Say you’re about to go eat some delicious sushi, and the chef lets you decide between a fish with just a few parasites and a fish with tons of parasites.  Which one do you pick?  (Yes, I know, I’m evil.)  Obviously, you’re more likely to get infected by the parasites – assuming that they’re trophically transmitted and you can serve as the next host – if you eat a huge dose of parasites. This brings us to the topic of superspreaders, which we have discussed once or twice on this blog already.  If we’re talking about just one host species, superspreader hosts are responsible for a disproportionate amount of the parasite/pathogen transmission.  For instance, superspreaders may be individuals that 1) are heavily infected, 2) are shedding more ‘infectious particles’ (i.e., parasites) than other hosts, or 3) both.  (Other options exist – like individuals with normal infection levels who have many social contacts and thus transmit more infectious particles than others).  These individuals are the ones that exist in the tail of the negative binomial distribution: AggregationGraph Superspreaders are important because if we can identify which individuals are the superspreaders, we can target them for disease management.  For instance, if we can easily recognize the wormiest hosts – by doing fecal egg counts, etc. – then we can target those individuals with anthelmintic drugs.

Regulation of Host Populations I could talk about regulation of host populations by parasites all day.  Like here.  But let’s just focus on how aggregation of parasites affects host populations.  And for that, let’s visit the very important Anderson and May (1978) paper.  I was originally going to make this post very mathy, but instead, I’m just going to summarize one main point of Anderson and May (1978), and you guys can check out the PDF here for the beautiful details.

If you start with a host population that has exponential growth in the absence of parasites, no parasite aggregation, no affects of parasites on host mortality or fecundity, etc., you can get two basic kinds of population behavior – damped oscillations to a constant population sizes or population cycles.  The potential problem with this basic, simplified model is that it is neutrally stable – meaning that if you perturb the system from an equilibrium, it shifts to a different equilibrium.  And that means that the model is structurally unstable: a small change in parameters (e.g., infection rate) can cause the model to shift from one qualitative behavior to another, and that may not be biologically realistic.

Even though the basic model has some less than ideal characteristics, we can use it as a baseline model to see what happens when we add complications to the model.  In a series of two papers, Anderson and May (1978) added a bunch of complications: overdispersion of parasites, underdispersion of parasites, parasite-induced host mortality, density-dependent parasite population growth, and other things.  Some of these things made the model dynamics more stable, and some of them make the model dynamics more unstable.  And the relevant point for this post is that aggregation of parasites is a stabilizing force in host population dynamics.

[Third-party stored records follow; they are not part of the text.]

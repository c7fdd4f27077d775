//! A5 core library constants.

use std::f64::consts;

// Mathematical constants
/// pi
pub const M_PI: f64 = consts::PI;
/// 2.0 * PI
pub const M_2PI: f64 = 2.0 * consts::PI;
/// 2 * pi / 5, the angular span of one quintant
pub const TWO_PI_OVER_5: f64 = 2.0 * consts::PI / 5.0;
/// pi / 5, half a quintant
pub const PI_OVER_5: f64 = consts::PI / 5.0;
/// pi / 10
pub const PI_OVER_10: f64 = consts::PI / 10.0;

/// Golden ratio, (1 + sqrt(5)) / 2
pub const PHI: f64 = 1.618_033_988_749_895;

/// Distance from a face center to the midpoint of one of its edges, on the
/// unit-sphere gnomonic plane (`PHI - 1`).
pub const DISTANCE_TO_EDGE: f64 = PHI - 1.0;

/// Dihedral angle between two adjacent dodecahedron faces (`2 * atan(PHI)`).
#[inline]
#[must_use]
pub fn dihedral_angle() -> f64 {
  2.0 * PHI.atan()
}

/// Angle between the axes of two adjacent faces (`PI - dihedral_angle`).
#[inline]
#[must_use]
pub fn interhedral_angle() -> f64 {
  M_PI - dihedral_angle()
}

// Coordinate layout
/// Empirical longitude rotation (degrees) applied before projection, so that
/// the earliest faces along the Hilbert order cover most of the populated land.
pub const LONGITUDE_OFFSET: f64 = 93.0;

// Warp
/// Angular warp strength applied within each triangular segment.
pub const WARP_FACTOR: f64 = 0.515;

// Resolution and bit layout
/// First resolution at which the Hilbert curve subdivides a segment.
pub const FIRST_HILBERT_RESOLUTION: i32 = 3;
/// Finest supported resolution.
pub const MAX_RESOLUTION: i32 = 31;
/// Bit position right below the 6-bit origin/segment header.
pub const HILBERT_START_BIT: u32 = 58;
/// Mask covering the 58 bits below the origin/segment header.
pub const REMOVAL_MASK: u64 = (1 << HILBERT_START_BIT) - 1;
/// Number of origins (dodecahedron faces).
pub const NUM_ORIGINS: usize = 12;
/// Number of triangular segments per face.
pub const NUM_SEGMENTS: usize = 5;

// Cell search
/// Number of offset samples tried around the input point by `lon_lat_to_cell`.
pub const SEARCH_SAMPLES: usize = 25;
/// Sample spiral radius, in degrees, at Hilbert resolution 0.
pub const SEARCH_RADIUS_SCALE: f64 = 50.0;
/// Floor on the latitude cosine that stretches sample longitudes near the poles.
pub const SEARCH_MIN_LAT_COS: f64 = 0.05;
// src/coords/mod.rs

pub mod dodecahedron;
pub mod gnomonic;
pub mod transforms;
pub mod warp;

pub use transforms::normalize_longitudes;
// src/a5_index/inspection.rs

use crate::constants::{MAX_RESOLUTION, NUM_ORIGINS, NUM_SEGMENTS};
use crate::types::{A5Error, A5Index};

use super::{deserialize, serialize};

/// Returns whether `index` is a canonical cell id: it decodes, and encoding
/// the decoded cell reproduces the exact same bits.
#[must_use]
pub fn is_valid_cell(index: A5Index) -> bool {
  deserialize(index).and_then(|cell| serialize(&cell)) == Ok(index)
}

/// Number of cells covering the globe at the given resolution.
///
/// # Errors
/// `A5Error::ResDomain` if `res` is outside 0..=31.
pub fn get_num_cells(res: i32) -> Result<u64, A5Error> {
  if !(0..=MAX_RESOLUTION).contains(&res) {
    return Err(A5Error::ResDomain);
  }
  let faces = NUM_ORIGINS as u64;
  Ok(match res {
    0 => 1,
    1 => faces,
    _ => faces * NUM_SEGMENTS as u64 * 4u64.pow((res - 2) as u32),
  })
}
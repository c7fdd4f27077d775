// src/geometry/pentagon.rs

//! Planar pentagons: the mutable `PentagonShape` and the primitive tiles the
//! lattice is built from.

use std::sync::{LazyLock, OnceLock};

use glam::{DAffine2, DMat2, DVec2, DVec3};

use crate::constants::{DISTANCE_TO_EDGE, PI_OVER_10, PI_OVER_5};
use crate::geometry::triangle::Triangle;
use crate::math::vec2d;

/// Five planar vertices with a lazily built triangulation for containment tests.
///
/// All mutating operations act in place and return `&mut Self` so they can be
/// chained on a fresh clone of a primitive.
#[derive(Debug, Clone, Default)]
pub struct PentagonShape {
  vertices: [DVec2; 5],
  triangles: OnceLock<[Triangle; 3]>,
}

impl PartialEq for PentagonShape {
  fn eq(&self, other: &Self) -> bool {
    self.vertices == other.vertices
  }
}

impl PentagonShape {
  #[must_use]
  pub fn new(vertices: [DVec2; 5]) -> Self {
    Self {
      vertices,
      triangles: OnceLock::new(),
    }
  }

  #[inline]
  #[must_use]
  pub fn vertices(&self) -> &[DVec2; 5] {
    &self.vertices
  }

  fn map_vertices(&mut self, f: impl Fn(DVec2) -> DVec2) -> &mut Self {
    for vertex in &mut self.vertices {
      *vertex = f(*vertex);
    }
    self.triangles = OnceLock::new();
    self
  }

  pub fn scale(&mut self, scale: f64) -> &mut Self {
    self.map_vertices(|v| v * scale)
  }

  /// Rotates by 180 degrees about the origin (negates both coordinates).
  pub fn rotate180(&mut self) -> &mut Self {
    self.map_vertices(|v| -v)
  }

  /// Reflects across the x axis (negates y).
  pub fn reflect_y(&mut self) -> &mut Self {
    self.map_vertices(|v| DVec2::new(v.x, -v.y))
  }

  pub fn translate(&mut self, translation: DVec2) -> &mut Self {
    self.map_vertices(|v| v + translation)
  }

  /// Applies a linear 2x2 transform.
  pub fn transform(&mut self, transform: DMat2) -> &mut Self {
    self.map_vertices(|v| transform * v)
  }

  /// Applies an affine transform.
  pub fn transform_2d(&mut self, transform: DAffine2) -> &mut Self {
    self.map_vertices(|v| transform.transform_point2(v))
  }

  /// Vertex mean.
  #[must_use]
  pub fn center(&self) -> DVec2 {
    self.vertices.iter().fold(DVec2::ZERO, |sum, v| sum + *v / 5.0)
  }

  /// Inclusive point-in-pentagon test over a fan triangulation from vertex 0.
  ///
  /// Assumes the pentagon is convex as seen from vertex 0.
  #[must_use]
  pub fn contains_point(&self, point: DVec2) -> bool {
    let triangles = self.triangles.get_or_init(|| {
      let v = &self.vertices;
      // Largest triangles first for an early exit.
      [2, 1, 3].map(|i| Triangle::new(v[0], v[i], v[i + 1]))
    });
    triangles.iter().any(|t| t.contains_point(point))
  }
}

/// Area of a planar polygon in 3D (fan triangulation from the first vertex).
#[must_use]
pub fn pentagon_area(vertices: &[DVec3]) -> f64 {
  let Some((&first, rest)) = vertices.split_first() else {
    return 0.0;
  };
  rest
    .windows(2)
    .map(|pair| 0.5 * (pair[0] - first).cross(pair[1] - first).length())
    .sum()
}

/// The primitive tile vertices, triangle corners and bisector angle.
struct Primitives {
  pentagon: [DVec2; 5],
  v: DVec2,
  w: DVec2,
  v_angle: f64,
}

static PRIMITIVES: LazyLock<Primitives> = LazyLock::new(|| {
  // Pentagon with interior angles 72 and ~127.95 degrees at a and b; c and d
  // come from circle intersections.
  let raw = [
    DVec2::new(0.0, 0.0),
    DVec2::new(0.0, 1.0),
    DVec2::new(0.788_596_668_178_700_6, 1.614_910_802_423_776_4),
    DVec2::new(1.617_101_365_938_794_5, 1.054_928_690_397_459),
    DVec2::new(PI_OVER_10.cos(), PI_OVER_10.sin()),
  ];
  let c = raw[2];

  // Scale so edge midpoints sit at the dodecahedron's distance to edge, and
  // rotate the AC growth direction onto the quintant bisector.
  let edge_midpoint_d = 2.0 * vec2d::length(c) * PI_OVER_5.cos();
  let basis_rotation = PI_OVER_5 - c.y.atan2(c.x);
  let scale = 2.0 * DISTANCE_TO_EDGE / edge_midpoint_d;
  let rotation = DMat2::from_angle(basis_rotation);
  let pentagon = raw.map(|p| rotation * (p * scale));

  let c = pentagon[2];
  let bisector_angle = c.y.atan2(c.x) - PI_OVER_5;
  let l = DISTANCE_TO_EDGE / PI_OVER_5.cos();
  let v_angle = bisector_angle + PI_OVER_5;
  let w_angle = bisector_angle - PI_OVER_5;
  Primitives {
    pentagon,
    v: DVec2::new(l * v_angle.cos(), l * v_angle.sin()),
    w: DVec2::new(l * w_angle.cos(), l * w_angle.sin()),
    v_angle,
  }
});

/// The pentagon that tiles each quintant's lattice.
pub static PENTAGON: LazyLock<PentagonShape> = LazyLock::new(|| PentagonShape::new(PRIMITIVES.pentagon));

/// Quintant triangle `u, v, w` padded to five vertices (`w` repeated).
pub static TRIANGLE: LazyLock<PentagonShape> = LazyLock::new(|| {
  let (u, v, w) = (DVec2::ZERO, PRIMITIVES.v, PRIMITIVES.w);
  PentagonShape::new([u, v, w, w, w])
});

/// Lattice basis with columns `v` and `w`; maps IJ to face coordinates.
pub static BASIS: LazyLock<DMat2> = LazyLock::new(|| DMat2::from_cols(PRIMITIVES.v, PRIMITIVES.w));

/// Inverse of `BASIS`; maps face coordinates to IJ.
pub static BASIS_INVERSE: LazyLock<DMat2> = LazyLock::new(|| BASIS.inverse());

/// Triangle corner `v` of quintant 0.
#[inline]
#[must_use]
pub fn v() -> DVec2 {
  PRIMITIVES.v
}

/// Triangle corner `w` of quintant 0.
#[inline]
#[must_use]
pub fn w() -> DVec2 {
  PRIMITIVES.w
}

/// Polar angle of `v`, where quintant 0 starts.
#[inline]
#[must_use]
pub fn v_angle() -> f64 {
  PRIMITIVES.v_angle
}

#[cfg(test)]
mod tests {
  use super::*;
  use approx::assert_abs_diff_eq;

  fn square_ish() -> PentagonShape {
    PentagonShape::new([
      DVec2::new(0.0, 2.0),
      DVec2::new(2.0, 1.0),
      DVec2::new(1.0, -2.0),
      DVec2::new(-1.0, -2.0),
      DVec2::new(-2.0, 1.0),
    ])
  }

  #[test]
  fn test_contains_point() {
    let p = square_ish();
    assert!(p.contains_point(DVec2::ZERO));
    assert!(p.contains_point(DVec2::new(1.0, 0.5)));
    assert!(p.contains_point(DVec2::new(0.0, 2.0)), "Vertex is inside");
    assert!(!p.contains_point(DVec2::new(2.0, 2.0)));
    assert!(!p.contains_point(DVec2::new(0.0, -2.5)));
  }

  #[test]
  fn test_mutation_resets_triangulation() {
    let mut p = square_ish();
    assert!(p.contains_point(DVec2::ZERO));
    p.translate(DVec2::new(10.0, 0.0));
    assert!(!p.contains_point(DVec2::ZERO), "Cached triangles must follow the vertices");
    assert!(p.contains_point(DVec2::new(10.0, 0.0)));
  }

  #[test]
  fn test_transforms() {
    let mut p = square_ish();
    p.scale(2.0).rotate180().reflect_y();
    assert_eq!(p.vertices()[0], DVec2::new(0.0, 4.0));
    assert_eq!(p.vertices()[1], DVec2::new(-4.0, 2.0));

    let mut q = square_ish();
    q.transform(DMat2::from_cols(DVec2::new(0.0, 1.0), DVec2::new(-1.0, 0.0)));
    assert_eq!(q.vertices()[0], DVec2::new(-2.0, 0.0));

    let mut r = square_ish();
    r.transform_2d(DAffine2::from_scale_angle_translation(DVec2::splat(2.0), 0.0, DVec2::new(1.0, 1.0)));
    assert_eq!(r.vertices()[0], DVec2::new(1.0, 5.0));
  }

  #[test]
  fn test_clone_is_independent() {
    let mut copy = PENTAGON.clone();
    copy.scale(3.0);
    assert_ne!(copy, *PENTAGON);
    assert_abs_diff_eq!(PENTAGON.vertices()[2].x, 0.618_033_988_749_894_9, epsilon = 1e-12);
  }

  #[test]
  fn test_primitive_pentagon() {
    let expected = [
      (0.0, 0.0),
      (0.199_381_847_431_158_8, 0.375_413_822_391_423_8),
      (0.618_033_988_749_894_9, 0.449_027_976_579_585_4),
      (0.817_415_836_181_053_7, 0.073_614_154_188_161_7),
      (0.418_652_141_318_736, -0.073_614_154_188_161_61),
    ];
    for (vertex, (x, y)) in PENTAGON.vertices().iter().zip(expected) {
      assert_abs_diff_eq!(vertex.x, x, epsilon = 1e-12);
      assert_abs_diff_eq!(vertex.y, y, epsilon = 1e-12);
    }
    // c lies on the triangle corner v.
    assert_abs_diff_eq!(PENTAGON.vertices()[2].distance(v()), 0.0, epsilon = 1e-12);
  }

  #[test]
  fn test_triangle_and_basis() {
    assert_abs_diff_eq!(v_angle(), PI_OVER_5, epsilon = 1e-12);
    assert_abs_diff_eq!(w().x, v().x, epsilon = 1e-15);
    assert_abs_diff_eq!(w().y, -v().y, epsilon = 1e-15);
    assert_eq!(TRIANGLE.vertices()[0], DVec2::ZERO);
    assert_eq!(TRIANGLE.vertices()[3], w());

    let id = *BASIS * *BASIS_INVERSE;
    assert_abs_diff_eq!(id.x_axis.x, 1.0, epsilon = 1e-12);
    assert_abs_diff_eq!(id.y_axis.x, 0.0, epsilon = 1e-12);
    assert_abs_diff_eq!(BASIS_INVERSE.x_axis.x, 0.809_016_994_374_947_5, epsilon = 1e-12);
    assert_abs_diff_eq!(BASIS_INVERSE.y_axis.x, 1.113_516_364_411_606_8, epsilon = 1e-12);
  }

  #[test]
  fn test_center() {
    let c = square_ish().center();
    assert_abs_diff_eq!(c.x, 0.0, epsilon = 1e-15);
    assert_abs_diff_eq!(c.y, 0.0, epsilon = 1e-15);
  }

  #[test]
  fn test_pentagon_area() {
    let unit_square = [
      DVec3::new(0.0, 0.0, 0.0),
      DVec3::new(1.0, 0.0, 0.0),
      DVec3::new(1.0, 1.0, 0.0),
      DVec3::new(0.5, 1.0, 0.0),
      DVec3::new(0.0, 1.0, 0.0),
    ];
    assert_abs_diff_eq!(pentagon_area(&unit_square), 1.0, epsilon = 1e-15);
    assert_eq!(pentagon_area(&[]), 0.0);
  }
}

So, aggregation of parasites among hosts is important because individual-level parasite loads determine individual host fitness and transmission potential, and the individual-level impacts scale up to affect transmission in host populations and also the stability of host population dynamics.  Next week, we’ll talk about how to model macroparasite aggregation.  Stay tuned!!

References: Anderson, R. M., and R. M. May. 1978. Regulation and stability of host-parasite population interactions. I. Regulatory processes. Journal of Animal Ecology 47:219-247.

Why are macroparasites aggregately distributed among hosts?

Note: This is the second post in a series about macroparasite aggregation.  You may need to read the first post to understand this one.

Last week, I told you guys that macroparasites are (almost) always aggregately distributed among hosts.  This week, I want to talk about why macroparasites are aggregately distributed.  That is, we want to know which ecological processes cause parasite aggregation.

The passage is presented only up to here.